§ **WORK ITEM**
Pick out each line of the records in which the word "логирования" appears.

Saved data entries
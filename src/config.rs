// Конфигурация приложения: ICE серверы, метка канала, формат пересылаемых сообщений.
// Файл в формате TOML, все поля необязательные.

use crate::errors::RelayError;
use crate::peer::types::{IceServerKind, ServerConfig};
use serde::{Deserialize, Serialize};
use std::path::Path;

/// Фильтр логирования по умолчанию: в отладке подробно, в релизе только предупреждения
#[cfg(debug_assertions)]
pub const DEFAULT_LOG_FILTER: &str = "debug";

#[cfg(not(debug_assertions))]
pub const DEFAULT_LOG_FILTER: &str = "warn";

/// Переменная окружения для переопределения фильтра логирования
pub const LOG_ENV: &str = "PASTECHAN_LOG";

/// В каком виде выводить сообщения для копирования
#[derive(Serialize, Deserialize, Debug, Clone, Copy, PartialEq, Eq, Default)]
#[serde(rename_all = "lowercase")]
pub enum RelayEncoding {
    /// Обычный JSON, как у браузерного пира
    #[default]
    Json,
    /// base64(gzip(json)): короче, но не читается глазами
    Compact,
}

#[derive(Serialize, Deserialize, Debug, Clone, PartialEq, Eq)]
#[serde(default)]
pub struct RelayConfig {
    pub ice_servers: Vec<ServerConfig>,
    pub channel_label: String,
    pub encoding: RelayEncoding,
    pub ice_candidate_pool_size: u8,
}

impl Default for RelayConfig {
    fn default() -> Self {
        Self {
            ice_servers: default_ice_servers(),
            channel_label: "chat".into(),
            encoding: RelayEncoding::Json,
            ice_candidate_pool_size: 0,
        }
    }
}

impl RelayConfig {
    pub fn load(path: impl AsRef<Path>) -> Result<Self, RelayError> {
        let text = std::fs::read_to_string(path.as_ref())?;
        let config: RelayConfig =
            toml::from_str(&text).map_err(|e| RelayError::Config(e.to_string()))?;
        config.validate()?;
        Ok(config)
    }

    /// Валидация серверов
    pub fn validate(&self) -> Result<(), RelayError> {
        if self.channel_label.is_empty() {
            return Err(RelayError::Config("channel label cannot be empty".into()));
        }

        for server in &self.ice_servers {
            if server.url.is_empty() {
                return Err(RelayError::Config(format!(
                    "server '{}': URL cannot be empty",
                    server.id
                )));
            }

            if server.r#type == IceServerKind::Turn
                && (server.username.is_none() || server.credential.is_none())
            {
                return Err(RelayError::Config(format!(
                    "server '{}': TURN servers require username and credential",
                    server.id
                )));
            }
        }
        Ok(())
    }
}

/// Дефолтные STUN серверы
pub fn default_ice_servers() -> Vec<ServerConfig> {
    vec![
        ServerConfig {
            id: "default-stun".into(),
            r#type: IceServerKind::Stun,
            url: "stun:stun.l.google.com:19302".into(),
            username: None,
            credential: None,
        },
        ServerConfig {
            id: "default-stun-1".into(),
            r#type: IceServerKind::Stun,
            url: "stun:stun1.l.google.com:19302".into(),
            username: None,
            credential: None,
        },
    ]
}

---

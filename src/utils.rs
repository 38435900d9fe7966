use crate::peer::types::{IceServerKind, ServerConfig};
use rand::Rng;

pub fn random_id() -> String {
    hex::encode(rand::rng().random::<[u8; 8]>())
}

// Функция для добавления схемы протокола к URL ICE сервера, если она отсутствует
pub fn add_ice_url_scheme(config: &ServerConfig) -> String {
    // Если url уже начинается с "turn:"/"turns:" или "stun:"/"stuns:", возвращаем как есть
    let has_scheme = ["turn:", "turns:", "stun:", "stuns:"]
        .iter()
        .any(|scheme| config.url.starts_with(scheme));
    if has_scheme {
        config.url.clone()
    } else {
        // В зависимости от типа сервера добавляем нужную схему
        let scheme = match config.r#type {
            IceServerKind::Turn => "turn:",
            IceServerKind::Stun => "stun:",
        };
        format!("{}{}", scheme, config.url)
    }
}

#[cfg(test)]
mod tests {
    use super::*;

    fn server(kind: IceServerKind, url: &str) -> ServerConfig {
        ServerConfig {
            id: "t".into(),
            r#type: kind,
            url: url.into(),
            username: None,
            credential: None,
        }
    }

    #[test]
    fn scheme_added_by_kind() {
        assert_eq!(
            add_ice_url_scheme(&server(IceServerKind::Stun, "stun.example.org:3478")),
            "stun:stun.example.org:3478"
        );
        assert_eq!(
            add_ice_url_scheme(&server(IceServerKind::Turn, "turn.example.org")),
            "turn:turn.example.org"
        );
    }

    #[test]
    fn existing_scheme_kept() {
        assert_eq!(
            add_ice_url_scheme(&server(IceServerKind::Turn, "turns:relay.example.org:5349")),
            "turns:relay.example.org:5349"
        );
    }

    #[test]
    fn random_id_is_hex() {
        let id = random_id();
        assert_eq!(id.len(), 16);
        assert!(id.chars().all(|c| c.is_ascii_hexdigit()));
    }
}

* * *

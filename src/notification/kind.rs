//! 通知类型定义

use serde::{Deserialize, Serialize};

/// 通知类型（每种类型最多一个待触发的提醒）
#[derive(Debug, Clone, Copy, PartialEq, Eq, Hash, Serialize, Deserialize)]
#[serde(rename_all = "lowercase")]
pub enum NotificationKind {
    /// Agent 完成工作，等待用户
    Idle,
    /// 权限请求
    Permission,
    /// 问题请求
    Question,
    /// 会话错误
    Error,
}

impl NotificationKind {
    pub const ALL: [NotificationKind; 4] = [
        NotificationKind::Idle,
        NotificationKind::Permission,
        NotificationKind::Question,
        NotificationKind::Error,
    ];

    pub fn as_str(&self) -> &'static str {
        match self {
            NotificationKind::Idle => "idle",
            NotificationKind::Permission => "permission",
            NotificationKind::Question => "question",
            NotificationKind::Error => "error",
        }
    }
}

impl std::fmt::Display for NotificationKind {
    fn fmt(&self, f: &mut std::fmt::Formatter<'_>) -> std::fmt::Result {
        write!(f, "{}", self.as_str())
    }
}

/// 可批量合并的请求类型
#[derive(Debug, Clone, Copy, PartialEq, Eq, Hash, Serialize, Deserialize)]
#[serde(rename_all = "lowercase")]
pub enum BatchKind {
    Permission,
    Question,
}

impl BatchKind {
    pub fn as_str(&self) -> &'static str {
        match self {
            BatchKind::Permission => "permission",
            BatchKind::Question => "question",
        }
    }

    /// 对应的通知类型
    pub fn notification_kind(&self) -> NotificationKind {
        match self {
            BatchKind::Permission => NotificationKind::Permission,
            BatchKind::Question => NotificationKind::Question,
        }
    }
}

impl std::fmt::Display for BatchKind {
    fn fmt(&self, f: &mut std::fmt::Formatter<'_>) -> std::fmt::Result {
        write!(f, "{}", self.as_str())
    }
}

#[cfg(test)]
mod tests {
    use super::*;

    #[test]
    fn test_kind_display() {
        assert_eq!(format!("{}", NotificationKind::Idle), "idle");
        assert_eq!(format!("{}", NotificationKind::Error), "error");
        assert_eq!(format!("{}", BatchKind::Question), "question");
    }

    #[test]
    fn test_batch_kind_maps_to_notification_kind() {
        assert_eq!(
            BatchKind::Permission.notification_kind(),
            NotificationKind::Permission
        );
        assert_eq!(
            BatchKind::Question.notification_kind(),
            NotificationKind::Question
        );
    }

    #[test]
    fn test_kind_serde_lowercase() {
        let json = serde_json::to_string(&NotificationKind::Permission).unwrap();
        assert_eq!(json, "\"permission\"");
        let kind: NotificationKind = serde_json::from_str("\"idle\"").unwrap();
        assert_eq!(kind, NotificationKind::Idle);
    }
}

§ **TASK SOLUTION**
/// Фильтр логирования по умолчанию: в отладке подробно, в релизе только предупреждения
/// Переменная окружения для переопределения фильтра логирования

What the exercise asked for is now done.